--- START ---

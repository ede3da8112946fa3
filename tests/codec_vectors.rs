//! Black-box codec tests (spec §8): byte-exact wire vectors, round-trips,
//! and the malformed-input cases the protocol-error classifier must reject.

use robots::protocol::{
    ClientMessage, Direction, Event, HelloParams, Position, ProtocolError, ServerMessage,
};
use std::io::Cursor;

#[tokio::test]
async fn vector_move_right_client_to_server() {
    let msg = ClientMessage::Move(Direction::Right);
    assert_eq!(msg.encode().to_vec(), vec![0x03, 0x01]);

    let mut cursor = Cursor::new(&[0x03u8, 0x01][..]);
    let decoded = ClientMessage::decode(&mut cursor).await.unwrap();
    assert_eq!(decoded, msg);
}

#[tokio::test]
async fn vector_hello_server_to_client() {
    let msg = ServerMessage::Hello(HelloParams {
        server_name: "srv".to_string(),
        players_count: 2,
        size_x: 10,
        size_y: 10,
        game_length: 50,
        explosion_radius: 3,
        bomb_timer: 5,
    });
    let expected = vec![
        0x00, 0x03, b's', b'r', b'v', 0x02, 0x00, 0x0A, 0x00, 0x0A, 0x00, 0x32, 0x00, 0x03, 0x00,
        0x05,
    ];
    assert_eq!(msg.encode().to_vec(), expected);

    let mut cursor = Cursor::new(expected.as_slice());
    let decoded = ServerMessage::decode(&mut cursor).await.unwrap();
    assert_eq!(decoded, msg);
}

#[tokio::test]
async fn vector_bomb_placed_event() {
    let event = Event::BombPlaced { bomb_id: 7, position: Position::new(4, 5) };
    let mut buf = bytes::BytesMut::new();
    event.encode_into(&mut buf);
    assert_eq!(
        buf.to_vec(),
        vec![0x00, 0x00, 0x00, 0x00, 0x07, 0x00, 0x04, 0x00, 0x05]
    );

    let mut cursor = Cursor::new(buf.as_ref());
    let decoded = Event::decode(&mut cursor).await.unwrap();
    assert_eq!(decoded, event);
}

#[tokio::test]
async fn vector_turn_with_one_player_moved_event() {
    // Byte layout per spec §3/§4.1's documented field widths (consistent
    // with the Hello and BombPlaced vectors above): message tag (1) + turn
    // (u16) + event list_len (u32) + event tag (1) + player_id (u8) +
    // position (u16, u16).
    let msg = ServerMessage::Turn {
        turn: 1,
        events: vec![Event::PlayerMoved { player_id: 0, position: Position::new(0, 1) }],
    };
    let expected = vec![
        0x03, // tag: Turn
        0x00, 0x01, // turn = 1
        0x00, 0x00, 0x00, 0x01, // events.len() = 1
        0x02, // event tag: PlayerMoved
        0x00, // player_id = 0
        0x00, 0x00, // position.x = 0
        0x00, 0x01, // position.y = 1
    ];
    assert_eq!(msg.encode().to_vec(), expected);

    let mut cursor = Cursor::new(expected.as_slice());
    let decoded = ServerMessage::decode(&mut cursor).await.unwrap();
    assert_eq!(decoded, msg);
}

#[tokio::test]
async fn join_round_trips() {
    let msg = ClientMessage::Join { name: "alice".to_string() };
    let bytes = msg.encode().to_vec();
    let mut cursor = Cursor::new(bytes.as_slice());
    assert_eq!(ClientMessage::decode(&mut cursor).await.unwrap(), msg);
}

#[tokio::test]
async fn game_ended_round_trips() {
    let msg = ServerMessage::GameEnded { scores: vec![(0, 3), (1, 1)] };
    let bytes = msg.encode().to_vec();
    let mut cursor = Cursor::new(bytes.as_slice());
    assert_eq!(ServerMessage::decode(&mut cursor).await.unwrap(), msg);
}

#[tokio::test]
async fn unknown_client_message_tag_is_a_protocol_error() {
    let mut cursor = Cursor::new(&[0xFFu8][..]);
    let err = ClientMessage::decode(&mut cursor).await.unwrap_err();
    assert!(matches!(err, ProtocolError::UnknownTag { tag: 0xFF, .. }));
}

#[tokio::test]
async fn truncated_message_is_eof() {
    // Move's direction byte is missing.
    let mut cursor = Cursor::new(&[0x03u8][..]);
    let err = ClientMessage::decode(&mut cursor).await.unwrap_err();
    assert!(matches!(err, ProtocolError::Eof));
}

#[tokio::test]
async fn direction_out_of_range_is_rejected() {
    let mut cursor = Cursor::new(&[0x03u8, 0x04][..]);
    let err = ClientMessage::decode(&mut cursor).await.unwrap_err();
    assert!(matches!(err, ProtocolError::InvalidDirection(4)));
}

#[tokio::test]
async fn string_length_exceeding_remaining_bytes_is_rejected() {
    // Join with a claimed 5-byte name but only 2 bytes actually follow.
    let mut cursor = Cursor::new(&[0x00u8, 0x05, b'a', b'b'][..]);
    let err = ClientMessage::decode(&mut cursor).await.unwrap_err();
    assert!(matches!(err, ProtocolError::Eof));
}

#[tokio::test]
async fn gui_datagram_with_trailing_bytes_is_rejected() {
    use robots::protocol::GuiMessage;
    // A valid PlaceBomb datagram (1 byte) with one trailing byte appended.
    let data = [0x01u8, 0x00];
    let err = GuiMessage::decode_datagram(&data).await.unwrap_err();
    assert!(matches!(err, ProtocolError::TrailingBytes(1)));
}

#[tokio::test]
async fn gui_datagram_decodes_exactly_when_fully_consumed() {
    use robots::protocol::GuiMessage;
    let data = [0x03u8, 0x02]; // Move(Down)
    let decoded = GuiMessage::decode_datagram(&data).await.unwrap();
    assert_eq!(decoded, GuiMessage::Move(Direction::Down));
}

--- END ---
--- START ---

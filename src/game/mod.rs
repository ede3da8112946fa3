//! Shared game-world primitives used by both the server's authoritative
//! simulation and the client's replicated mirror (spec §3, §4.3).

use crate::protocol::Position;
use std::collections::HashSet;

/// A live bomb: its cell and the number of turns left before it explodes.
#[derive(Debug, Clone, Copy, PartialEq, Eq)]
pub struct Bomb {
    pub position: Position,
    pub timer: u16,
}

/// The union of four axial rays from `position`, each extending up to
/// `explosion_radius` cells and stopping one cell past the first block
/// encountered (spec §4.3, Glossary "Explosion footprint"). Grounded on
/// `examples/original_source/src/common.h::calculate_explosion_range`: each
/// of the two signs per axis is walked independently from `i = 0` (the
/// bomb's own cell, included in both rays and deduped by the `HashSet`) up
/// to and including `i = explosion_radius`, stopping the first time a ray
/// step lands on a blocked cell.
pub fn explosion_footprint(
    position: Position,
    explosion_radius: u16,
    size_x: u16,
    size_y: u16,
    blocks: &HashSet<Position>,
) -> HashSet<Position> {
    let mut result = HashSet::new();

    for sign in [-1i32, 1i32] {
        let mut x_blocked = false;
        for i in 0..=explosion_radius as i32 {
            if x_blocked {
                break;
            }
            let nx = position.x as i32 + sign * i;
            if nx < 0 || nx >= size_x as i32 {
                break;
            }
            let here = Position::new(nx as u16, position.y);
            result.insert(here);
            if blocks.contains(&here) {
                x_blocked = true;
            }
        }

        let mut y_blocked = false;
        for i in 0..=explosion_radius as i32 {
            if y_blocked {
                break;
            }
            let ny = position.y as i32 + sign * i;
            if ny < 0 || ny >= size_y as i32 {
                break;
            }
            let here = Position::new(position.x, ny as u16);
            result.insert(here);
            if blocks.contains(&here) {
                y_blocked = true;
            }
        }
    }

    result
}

--- END ---
--- START ---

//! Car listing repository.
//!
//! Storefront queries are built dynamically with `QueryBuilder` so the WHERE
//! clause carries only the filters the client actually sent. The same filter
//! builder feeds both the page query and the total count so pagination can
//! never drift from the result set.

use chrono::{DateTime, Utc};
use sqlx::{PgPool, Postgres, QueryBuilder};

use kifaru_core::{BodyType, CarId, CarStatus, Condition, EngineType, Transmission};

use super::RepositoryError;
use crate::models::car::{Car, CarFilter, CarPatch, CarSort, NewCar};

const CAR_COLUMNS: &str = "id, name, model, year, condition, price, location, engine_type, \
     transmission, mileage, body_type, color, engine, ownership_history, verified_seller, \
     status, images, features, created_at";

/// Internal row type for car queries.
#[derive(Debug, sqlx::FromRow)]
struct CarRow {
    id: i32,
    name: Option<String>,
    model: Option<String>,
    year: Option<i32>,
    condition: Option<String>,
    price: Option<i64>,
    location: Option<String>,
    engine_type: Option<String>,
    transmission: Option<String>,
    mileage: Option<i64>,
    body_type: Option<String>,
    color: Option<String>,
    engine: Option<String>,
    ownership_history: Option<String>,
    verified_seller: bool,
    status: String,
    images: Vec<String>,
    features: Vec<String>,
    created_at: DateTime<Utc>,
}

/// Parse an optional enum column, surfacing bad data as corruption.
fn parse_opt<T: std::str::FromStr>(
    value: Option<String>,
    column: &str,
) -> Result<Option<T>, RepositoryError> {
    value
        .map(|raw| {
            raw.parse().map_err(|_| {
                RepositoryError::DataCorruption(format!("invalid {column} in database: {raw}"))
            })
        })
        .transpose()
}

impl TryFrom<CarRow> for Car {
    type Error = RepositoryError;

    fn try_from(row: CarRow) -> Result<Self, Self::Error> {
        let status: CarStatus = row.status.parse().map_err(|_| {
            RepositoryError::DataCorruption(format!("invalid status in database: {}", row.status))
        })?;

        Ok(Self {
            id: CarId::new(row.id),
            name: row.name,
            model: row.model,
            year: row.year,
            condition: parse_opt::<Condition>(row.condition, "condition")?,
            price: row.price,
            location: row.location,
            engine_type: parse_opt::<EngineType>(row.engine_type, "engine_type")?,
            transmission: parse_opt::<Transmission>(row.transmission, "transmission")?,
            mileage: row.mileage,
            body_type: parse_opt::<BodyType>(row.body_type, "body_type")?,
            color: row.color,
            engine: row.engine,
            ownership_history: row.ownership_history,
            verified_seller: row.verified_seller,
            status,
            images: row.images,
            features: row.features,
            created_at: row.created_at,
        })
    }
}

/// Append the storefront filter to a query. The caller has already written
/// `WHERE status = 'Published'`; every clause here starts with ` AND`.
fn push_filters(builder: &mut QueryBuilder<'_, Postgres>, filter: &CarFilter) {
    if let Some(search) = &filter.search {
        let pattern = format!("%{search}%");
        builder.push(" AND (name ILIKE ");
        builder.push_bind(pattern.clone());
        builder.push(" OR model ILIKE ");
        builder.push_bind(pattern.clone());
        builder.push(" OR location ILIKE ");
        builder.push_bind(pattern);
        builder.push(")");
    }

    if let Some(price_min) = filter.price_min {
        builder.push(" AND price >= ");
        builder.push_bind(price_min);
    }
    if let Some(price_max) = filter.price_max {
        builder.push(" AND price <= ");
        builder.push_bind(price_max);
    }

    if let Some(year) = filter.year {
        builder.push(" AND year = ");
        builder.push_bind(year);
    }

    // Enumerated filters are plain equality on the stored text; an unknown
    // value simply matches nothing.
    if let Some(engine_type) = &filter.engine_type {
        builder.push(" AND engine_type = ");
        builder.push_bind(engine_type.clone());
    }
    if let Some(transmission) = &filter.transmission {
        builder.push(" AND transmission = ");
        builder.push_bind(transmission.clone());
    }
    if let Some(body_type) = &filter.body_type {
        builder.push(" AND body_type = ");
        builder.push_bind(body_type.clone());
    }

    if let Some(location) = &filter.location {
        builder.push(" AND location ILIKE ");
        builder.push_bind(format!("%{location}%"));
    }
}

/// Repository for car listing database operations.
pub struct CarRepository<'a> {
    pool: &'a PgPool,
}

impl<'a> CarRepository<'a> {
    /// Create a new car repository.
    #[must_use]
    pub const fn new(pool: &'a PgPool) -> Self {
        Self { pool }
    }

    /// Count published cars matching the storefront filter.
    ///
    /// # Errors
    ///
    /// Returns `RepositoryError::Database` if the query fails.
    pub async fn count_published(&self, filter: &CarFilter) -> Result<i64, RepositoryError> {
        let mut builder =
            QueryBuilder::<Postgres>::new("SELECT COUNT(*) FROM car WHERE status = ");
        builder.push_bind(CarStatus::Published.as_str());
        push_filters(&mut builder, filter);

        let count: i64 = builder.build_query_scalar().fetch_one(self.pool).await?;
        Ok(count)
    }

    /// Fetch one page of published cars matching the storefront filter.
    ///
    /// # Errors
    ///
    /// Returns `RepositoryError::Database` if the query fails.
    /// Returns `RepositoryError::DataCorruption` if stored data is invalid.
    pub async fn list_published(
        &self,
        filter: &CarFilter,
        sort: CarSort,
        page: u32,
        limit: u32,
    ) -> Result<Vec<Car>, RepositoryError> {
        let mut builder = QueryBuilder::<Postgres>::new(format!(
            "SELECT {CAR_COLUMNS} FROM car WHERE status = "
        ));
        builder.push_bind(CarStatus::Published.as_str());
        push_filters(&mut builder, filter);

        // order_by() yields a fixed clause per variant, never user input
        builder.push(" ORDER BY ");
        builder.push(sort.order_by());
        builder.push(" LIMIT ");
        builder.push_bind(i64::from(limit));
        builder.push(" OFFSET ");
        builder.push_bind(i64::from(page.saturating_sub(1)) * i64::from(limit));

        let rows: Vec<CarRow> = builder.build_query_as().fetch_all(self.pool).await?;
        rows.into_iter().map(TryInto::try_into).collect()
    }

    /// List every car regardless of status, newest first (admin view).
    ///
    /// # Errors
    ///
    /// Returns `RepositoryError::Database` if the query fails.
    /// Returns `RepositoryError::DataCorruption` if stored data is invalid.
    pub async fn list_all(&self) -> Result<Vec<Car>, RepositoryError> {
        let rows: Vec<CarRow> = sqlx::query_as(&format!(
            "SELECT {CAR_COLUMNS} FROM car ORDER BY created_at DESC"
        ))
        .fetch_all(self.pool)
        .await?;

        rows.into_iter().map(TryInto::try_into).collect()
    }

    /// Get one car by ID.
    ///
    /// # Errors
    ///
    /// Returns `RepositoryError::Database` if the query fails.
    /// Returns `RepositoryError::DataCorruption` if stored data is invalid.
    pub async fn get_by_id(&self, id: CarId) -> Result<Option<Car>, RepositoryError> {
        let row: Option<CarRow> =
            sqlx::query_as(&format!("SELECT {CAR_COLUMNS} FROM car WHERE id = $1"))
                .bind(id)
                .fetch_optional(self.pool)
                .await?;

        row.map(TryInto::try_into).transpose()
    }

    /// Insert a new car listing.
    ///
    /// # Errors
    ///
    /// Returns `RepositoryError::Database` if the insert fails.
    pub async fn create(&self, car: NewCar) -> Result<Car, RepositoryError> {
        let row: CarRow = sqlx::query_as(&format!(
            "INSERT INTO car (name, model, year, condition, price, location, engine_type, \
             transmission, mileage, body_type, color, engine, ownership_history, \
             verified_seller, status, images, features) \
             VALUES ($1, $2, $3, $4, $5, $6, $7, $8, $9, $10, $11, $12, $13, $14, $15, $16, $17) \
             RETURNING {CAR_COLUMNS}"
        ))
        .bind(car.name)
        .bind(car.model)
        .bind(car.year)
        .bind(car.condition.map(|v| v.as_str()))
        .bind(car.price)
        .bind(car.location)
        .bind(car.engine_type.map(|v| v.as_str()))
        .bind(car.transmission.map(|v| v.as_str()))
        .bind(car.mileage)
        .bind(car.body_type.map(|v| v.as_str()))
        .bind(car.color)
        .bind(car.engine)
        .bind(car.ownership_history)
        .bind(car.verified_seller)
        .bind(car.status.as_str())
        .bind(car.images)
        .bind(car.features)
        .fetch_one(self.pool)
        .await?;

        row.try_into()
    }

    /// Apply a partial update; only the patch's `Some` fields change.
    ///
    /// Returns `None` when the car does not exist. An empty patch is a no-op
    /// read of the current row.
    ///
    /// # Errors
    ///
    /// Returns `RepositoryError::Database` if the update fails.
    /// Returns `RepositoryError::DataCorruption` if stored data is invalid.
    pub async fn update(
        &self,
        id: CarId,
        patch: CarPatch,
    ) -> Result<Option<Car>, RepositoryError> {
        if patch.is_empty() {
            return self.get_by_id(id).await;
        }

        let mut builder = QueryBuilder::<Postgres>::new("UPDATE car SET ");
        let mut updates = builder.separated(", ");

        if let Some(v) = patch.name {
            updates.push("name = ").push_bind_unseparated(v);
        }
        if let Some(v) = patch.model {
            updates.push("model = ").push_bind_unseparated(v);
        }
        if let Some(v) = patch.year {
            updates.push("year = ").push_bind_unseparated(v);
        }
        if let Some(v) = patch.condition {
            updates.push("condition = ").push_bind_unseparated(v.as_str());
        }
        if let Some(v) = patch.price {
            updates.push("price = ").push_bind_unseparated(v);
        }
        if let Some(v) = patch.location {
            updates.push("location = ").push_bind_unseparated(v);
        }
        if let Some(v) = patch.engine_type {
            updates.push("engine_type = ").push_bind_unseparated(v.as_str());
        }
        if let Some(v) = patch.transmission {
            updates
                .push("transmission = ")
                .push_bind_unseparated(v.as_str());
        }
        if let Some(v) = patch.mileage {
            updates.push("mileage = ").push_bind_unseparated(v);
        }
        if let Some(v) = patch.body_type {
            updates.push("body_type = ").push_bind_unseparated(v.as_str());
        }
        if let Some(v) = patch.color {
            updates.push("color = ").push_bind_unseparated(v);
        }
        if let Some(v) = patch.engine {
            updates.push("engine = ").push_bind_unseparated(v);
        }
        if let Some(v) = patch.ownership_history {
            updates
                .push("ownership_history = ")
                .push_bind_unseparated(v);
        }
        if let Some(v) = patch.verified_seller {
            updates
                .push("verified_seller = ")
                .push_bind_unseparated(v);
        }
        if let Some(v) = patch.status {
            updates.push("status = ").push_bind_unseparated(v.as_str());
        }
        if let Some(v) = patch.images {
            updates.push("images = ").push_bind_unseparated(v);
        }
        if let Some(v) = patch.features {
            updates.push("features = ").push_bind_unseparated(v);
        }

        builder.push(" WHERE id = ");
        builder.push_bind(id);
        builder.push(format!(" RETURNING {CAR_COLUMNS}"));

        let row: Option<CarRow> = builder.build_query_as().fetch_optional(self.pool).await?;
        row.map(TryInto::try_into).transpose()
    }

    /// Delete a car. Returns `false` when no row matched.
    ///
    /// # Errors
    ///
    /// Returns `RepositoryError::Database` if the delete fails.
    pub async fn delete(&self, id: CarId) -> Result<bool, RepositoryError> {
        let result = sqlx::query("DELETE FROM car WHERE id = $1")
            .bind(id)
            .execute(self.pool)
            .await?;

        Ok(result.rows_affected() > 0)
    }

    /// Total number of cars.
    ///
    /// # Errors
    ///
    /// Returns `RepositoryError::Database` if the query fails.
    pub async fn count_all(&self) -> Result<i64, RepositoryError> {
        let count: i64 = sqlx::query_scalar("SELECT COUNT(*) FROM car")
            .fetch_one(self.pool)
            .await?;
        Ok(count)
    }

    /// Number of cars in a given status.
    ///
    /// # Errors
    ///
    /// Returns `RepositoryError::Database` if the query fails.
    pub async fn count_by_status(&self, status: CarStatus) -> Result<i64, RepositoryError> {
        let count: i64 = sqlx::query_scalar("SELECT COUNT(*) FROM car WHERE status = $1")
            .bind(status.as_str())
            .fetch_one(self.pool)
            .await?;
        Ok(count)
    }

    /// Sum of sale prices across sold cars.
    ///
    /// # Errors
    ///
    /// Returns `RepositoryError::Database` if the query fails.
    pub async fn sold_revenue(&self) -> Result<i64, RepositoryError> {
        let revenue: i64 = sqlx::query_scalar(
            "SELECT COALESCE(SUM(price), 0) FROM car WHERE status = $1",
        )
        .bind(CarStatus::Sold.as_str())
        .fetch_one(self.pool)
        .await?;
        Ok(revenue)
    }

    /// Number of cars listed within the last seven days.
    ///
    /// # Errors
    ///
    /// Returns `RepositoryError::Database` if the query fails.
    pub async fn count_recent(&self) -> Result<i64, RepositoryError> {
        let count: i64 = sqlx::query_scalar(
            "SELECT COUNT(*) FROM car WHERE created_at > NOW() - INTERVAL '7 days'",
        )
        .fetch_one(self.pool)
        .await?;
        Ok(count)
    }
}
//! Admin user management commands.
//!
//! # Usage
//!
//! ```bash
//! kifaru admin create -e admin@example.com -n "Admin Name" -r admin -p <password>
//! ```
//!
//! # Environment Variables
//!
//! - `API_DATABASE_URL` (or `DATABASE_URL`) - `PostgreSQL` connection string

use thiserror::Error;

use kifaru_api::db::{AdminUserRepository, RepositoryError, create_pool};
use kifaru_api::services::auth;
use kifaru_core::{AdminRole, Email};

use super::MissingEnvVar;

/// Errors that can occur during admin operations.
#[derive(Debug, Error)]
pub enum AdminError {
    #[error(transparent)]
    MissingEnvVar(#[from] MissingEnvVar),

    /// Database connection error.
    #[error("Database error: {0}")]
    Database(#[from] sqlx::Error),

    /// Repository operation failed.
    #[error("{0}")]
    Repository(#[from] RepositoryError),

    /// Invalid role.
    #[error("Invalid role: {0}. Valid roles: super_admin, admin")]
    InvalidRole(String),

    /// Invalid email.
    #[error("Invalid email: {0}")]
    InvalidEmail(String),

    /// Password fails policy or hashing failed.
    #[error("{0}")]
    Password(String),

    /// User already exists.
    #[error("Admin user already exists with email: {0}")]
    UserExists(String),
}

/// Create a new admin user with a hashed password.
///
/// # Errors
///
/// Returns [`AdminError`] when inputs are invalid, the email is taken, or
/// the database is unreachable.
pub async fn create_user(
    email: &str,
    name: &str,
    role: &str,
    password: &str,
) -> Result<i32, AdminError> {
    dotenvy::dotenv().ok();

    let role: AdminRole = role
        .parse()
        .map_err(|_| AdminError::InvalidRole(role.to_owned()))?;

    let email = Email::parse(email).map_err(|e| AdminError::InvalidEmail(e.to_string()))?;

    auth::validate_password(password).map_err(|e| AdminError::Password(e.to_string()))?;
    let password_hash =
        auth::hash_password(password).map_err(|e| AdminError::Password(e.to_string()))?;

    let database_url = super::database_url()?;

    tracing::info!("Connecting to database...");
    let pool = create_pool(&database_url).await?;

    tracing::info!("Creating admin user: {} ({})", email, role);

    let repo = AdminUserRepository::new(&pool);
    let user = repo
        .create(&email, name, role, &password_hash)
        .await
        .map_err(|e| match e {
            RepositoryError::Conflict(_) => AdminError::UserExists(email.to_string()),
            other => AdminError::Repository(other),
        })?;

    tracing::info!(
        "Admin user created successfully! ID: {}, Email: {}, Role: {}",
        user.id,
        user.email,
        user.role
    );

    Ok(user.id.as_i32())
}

--- END ---

A bare number is the whole answer: state how many lines in the data above contain "PlayerMoved".

Solution for this problem: 2